Perlmutter's amended complaint fails to allege facts sufficient to establish that a special relationship existed between the parties. Nothing in the amended complaint suggests that the defendants owed Perlmutter a fiduciary duty, and the existence of a fiduciary duty does not arise merely by entering into an agreement. Perlmutter also fails to establish that he justifiably relied on the defendants' alleged misrepresentations because he entered into the Amendment before the alleged misrepresentations occurred. Perlmutter affirmatively agreed to accept unregistered stock in lieu of cash as compensation for the Shortfall Amount on July 1, 2003. He cannot now undo the express terms of the Amendment based on his reliance on statements made by the defendants nearly four years after the execution of the Amendment. Thus, Perlmutter's claim for negligent misrepresentation also fails.
D. Leave to Amend
Perlmutter requests that the court grant leave to amend the complaint if the motion to dismiss is granted. (D.I. 28 at 16.) Although Federal Rule of Civil Procedure 15 states that leave to amend "shall be freely given when justice so requires," dismissal of a count in a complaint with prejudice is appropriate if amendment would be inequitable or futile. Alston v. Parker, 363 F.3d 229, 235 (3d Cir. 2004). The decision whether to grant leave to amend is within the discretion of the court, Foman v. Davis, 371 U.S. 178, 182, 83 S. Ct. 227, 9 L. Ed. 2d 222 (1962); however, district courts should provide an opportunity for leave to amend a complaint where the deficiencies warranting dismissal could be cured by the court, Shane v. Fauver, 213 F.3d 113, 116 (3d Cir. 2000).
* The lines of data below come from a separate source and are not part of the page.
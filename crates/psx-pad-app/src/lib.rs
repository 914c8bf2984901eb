#![no_std]

#[macro_use]
#[doc(hidden)]
pub mod util;

pub mod storage;
pub mod tasks;

use embassy_executor::{InterruptExecutor, SendSpawner};
use embassy_nrf::interrupt;
use embassy_nrf::interrupt::InterruptExt;
use embassy_sync::blocking_mutex::raw::CriticalSectionRawMutex;
use embassy_sync::mutex::Mutex;
use portable_atomic::{AtomicBool, Ordering};
use psx_bus::{
    AbortSignal, AckMode, BusConfig, ButtonChannel, PadSettings, Telemetry,
};
use psx_pad_bsp::priority::{ABORT_PRIORITY, TASK_PRIORITY};
use psx_pad_icd::DeviceInfo;
use static_cell::StaticCell;
use storage::SettingsStore;

pub const HW_VERSION: &str = env!("HW_VERSION");
pub const FW_VERSION: &str = env!("FW_VERSION");
pub const MANUFACTURER: &str = "psx-pad";

const SETTINGS_BUF_SZ: usize = 64;
pub type AppSettingsStore = SettingsStore<
    embassy_embedded_hal::adapter::BlockingAsync<
        embassy_nrf::nvmc::Nvmc<'static>,
    >,
    SETTINGS_BUF_SZ,
>;

// State shared with the protocol context. Lock-free so that thread mode
// never waits on an executor.
pub static ABORT: AbortSignal = AbortSignal::new();
pub static BUTTONS: ButtonChannel = ButtonChannel::new(true);
pub static TELEMETRY: Telemetry = Telemetry::new();
pub static DEBUG_MODE: AtomicBool = AtomicBool::new(false);

/// Timing of the controller bus.
pub fn bus_config() -> BusConfig {
    BusConfig::default()
}

/// Make `settings` take effect without a restart.
pub fn apply_settings(settings: &PadSettings) {
    BUTTONS.set_latching(settings.latching);
    DEBUG_MODE.store(settings.debug, Ordering::Release);
}

pub fn debug_mode() -> bool {
    DEBUG_MODE.load(Ordering::Acquire)
}

pub struct AppContext {
    pub device_info: DeviceInfo,
    pub settings_store: AppSettingsStore,
    pub ack_mode: AckMode,
}

impl AppContext {
    /// Persist `settings` and apply them. Returns whether the write
    /// succeeded; nothing changes on failure.
    pub async fn save_settings(&mut self, settings: PadSettings) -> bool {
        match self.settings_store.save(settings).await {
            Ok(_) => {
                apply_settings(&settings);
                info!("Settings saved: {:?}", settings);
                true
            }
            Err(e) => {
                warn!("Failed to save settings: {:?}", e);
                false
            }
        }
    }
}

// Statics
static EXECUTOR_HIGH: InterruptExecutor = InterruptExecutor::new();
static EXECUTOR_MED: InterruptExecutor = InterruptExecutor::new();
pub static APP_CONTEXT: StaticCell<
    Mutex<CriticalSectionRawMutex, AppContext>,
> = StaticCell::new();

// Interrupt executors
#[interrupt]
unsafe fn EGU0_SWI0() {
    EXECUTOR_MED.on_interrupt()
}

#[interrupt]
unsafe fn EGU1_SWI1() {
    EXECUTOR_HIGH.on_interrupt()
}

pub fn init_executors() -> (SendSpawner, SendSpawner) {
    // Medium-priority executor: EGU0_SWI0, held off during transactions
    interrupt::EGU0_SWI0.set_priority(TASK_PRIORITY);
    let medium_prio_spawner = EXECUTOR_MED.start(interrupt::EGU0_SWI0);

    // High-priority executor: EGU1_SWI1, above the transaction mask
    interrupt::EGU1_SWI1.set_priority(ABORT_PRIORITY);
    let high_prio_spawner = EXECUTOR_HIGH.start(interrupt::EGU1_SWI1);
    (medium_prio_spawner, high_prio_spawner)
}

pub mod prelude {
    pub use super::{
        apply_settings, bus_config, debug, debug_mode, error, info,
        init_executors, storage::*, tasks::*, unwrap, warn, AppContext,
        AppSettingsStore, ABORT, APP_CONTEXT, BUTTONS, FW_VERSION,
        HW_VERSION, MANUFACTURER, TELEMETRY,
    };
    pub use embassy_executor::Spawner;
    pub use embassy_nrf::interrupt;
    pub use embassy_nrf::interrupt::{InterruptExt, Priority};
    pub use embassy_sync::blocking_mutex::raw::CriticalSectionRawMutex;
    pub use embassy_sync::mutex::Mutex;
    pub use embassy_time::{Duration, Instant, Ticker, Timer};

    pub use psx_pad_bsp::priority::TransactionGuard;
    pub use psx_pad_bsp::{BusLines, ButtonBank, CycleTimebase, PsxPad};
    pub use psx_pad_icd::{self as icd, *};
}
The court finds that granting leave to amend the complaint in this case would be futile because Perlmutter has already amended the complaint once, and the deficiencies of the amended complaint appear to be incurable.
V. CONCLUSION
For the reasons stated above, the defendants' motion to dismiss is GRANTED. An appropriate order shall issue.
Dated: September 24, 2010
ORDER
For the reasons stated in the court's Memorandum of this same date, IT IS HEREBY ORDERED that:
1. The defendants' motion to dismiss Counts I, II, and III of the plaintiff's amended complaint pursuant to Fed.R.Civ.P. 12(b)(6) (D.I. 26) is GRANTED.
2. The plaintiffs' amended complaint (D.I. 25) is hereby DISMISSED in its entirety.
3. The Clerk of Court is directed to close this case.